So now I feel like releasing. Not sure what exacly is goning to come up. Mostly stuff, past stuff, current stuff ... just PB being PB I guess.  

I'm beginning to think I should have left "Diary of a Madman" open. Seems like a lot of my life was posted in there and since this is still the same life, well life has changed but still the same madman I guess. 


so where do I start????????  Where does it end??? Will it ever end??


----------



## Little Wing (Jun 17, 2004)

yeah I want her body...uh not like the mango thing...to look like i mean n the outfit isn't bad either. okay she is makin me feel things that is a bit freakin me out. ouch.


----------



## Pitboss (Jun 17, 2004)

Don't think I was ready to post that above... almost forgot what I started all that gibberish for to begin with. 

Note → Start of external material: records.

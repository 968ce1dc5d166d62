//! Pin addressing errors

use crate::registry::{LogicalPin, PortId};

/// Errors from pin lookup, batching and registration
#[derive(Debug, Clone, Copy, PartialEq, Eq)]
#[cfg_attr(feature = "defmt", derive(defmt::Format))]
pub enum PinError {
    /// Pin (after alias substitution) was never registered
    UnknownPin(LogicalPin),
    /// Per-pin enable list does not match the pin list
    LengthMismatch {
        /// Number of pins given
        pins: usize,
        /// Number of enable values given
        values: usize,
    },
    /// Port group width outside 1..=8
    InvalidWidth(u8),
    /// Slot names a port this registry does not hold
    UnknownPort(PortId),
    /// Port arena or pin table is full
    RegistryFull,
    /// Alias table is full
    AliasTableFull,
}
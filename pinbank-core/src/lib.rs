//! Bus-independent core of the expander controller
//!
//! This crate holds everything about an expander bank that does not touch
//! the bus:
//!
//! - Port bit buffers and their byte encoding
//! - The logical pin registry and alias table
//! - Write coalescing (which ports a batch has to flush)
//! - Bank configuration types
//!
//! Bus writes live in `pinbank-drivers`.

#![no_std]
#![deny(unsafe_code)]

pub mod buffer;
pub mod config;
pub mod error;
pub mod flush;
pub mod port;
pub mod registry;

pub use buffer::{BitBuffer, BitIndex, PORT_WIDTH};
pub use error::PinError;
pub use flush::FlushPlan;
pub use port::{Port, PortAddress};
pub use registry::{LogicalPin, PinRegistry, PinSlot, PortId, MAX_ALIASES, MAX_PINS, MAX_PORTS};
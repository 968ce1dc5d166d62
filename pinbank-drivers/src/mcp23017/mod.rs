//! MCP23017 output banks
//!
//! Each chip contributes two 8-line ports. Every port is configured as all
//! outputs, all off, when it is registered; after that only its output
//! latch is written.
//!
//! # Write pattern
//!
//! | Step         | Register        | Value               |
//! |--------------|-----------------|---------------------|
//! | Registration | IODIRA / IODIRB | `0x00` (outputs)    |
//! | Registration | OLATA / OLATB   | `0x00` (all off)    |
//! | Flush        | OLATA / OLATB   | encoded port buffer |

mod controller;
mod port;
mod self_test;

pub use controller::{Enable, PinController};
pub use port::PortBus;
pub use self_test::SelfTestTiming;

use pinbank_core::PinError;

/// Controller errors
///
/// Transport errors are passed through untouched. Nothing is retried.
#[derive(Debug, Clone, Copy, PartialEq, Eq)]
#[cfg_attr(feature = "defmt", derive(defmt::Format))]
pub enum ControllerError<E> {
    /// Pin lookup, batching or registration rejected the request
    Pin(PinError),
    /// The bus write failed
    Transport(E),
}

impl<E> From<PinError> for ControllerError<E> {
    fn from(e: PinError) -> Self {
        ControllerError::Pin(e)
    }
}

So I learned  a few things about me last year, from September through Jan 1. I learned a two emotions I never felt before. I learned what it felt to feel as if your heart was ripped right out of your body. I learned what jealousy really felt like. I learned that over months jealousy can and will push you over the edge. It will drive you mad. I learned that never again will I allow jealousy to control me, control my emotions and most of all take control of my anger. 

I learned it on October 5, around 9pm. It was a Sunday. It was a gorgeous, sunny Sunday. 

Amanda and I started seeing each other again early September. It was back to the way it was, the way I liked it, the way she liked it. It was awesome. After being apart for a few months and having meaningless sex for the most part, and not finding anyone that even came close to comparision to Amanda I knew I wanted to be with her. It was a shitty way to find out. What I did to her scarred her. I ripped her heart out. I will pay for that till the day I die. 

So things were great or so I thought. Then one Sunday comes around and Amanda is going to come over that night. She calls and leaves me a voice mail that she's tired and really just wants to go to bed early. I'm cool with that, done it many times myself. Monday she's going to come over and again same thing, too tired. At this point something isn't right. Her is a woman that freaks when you break a plan on her. Even the silliest of plans. This is not like her at all. I get dressed, get in my car and sit there. What am I doing??? What am I going to check up on her??? I go back into the house and sleep like shit. 

So a couple of days go by, it's Wednesday. She comes over and everything is normal. It's great. Then....  she sits me down and says she has something to talk about. She really didn't say much, I didn't say much and somehow whatever we were talking about got totally changed to something else. End of whatever the subject was.... 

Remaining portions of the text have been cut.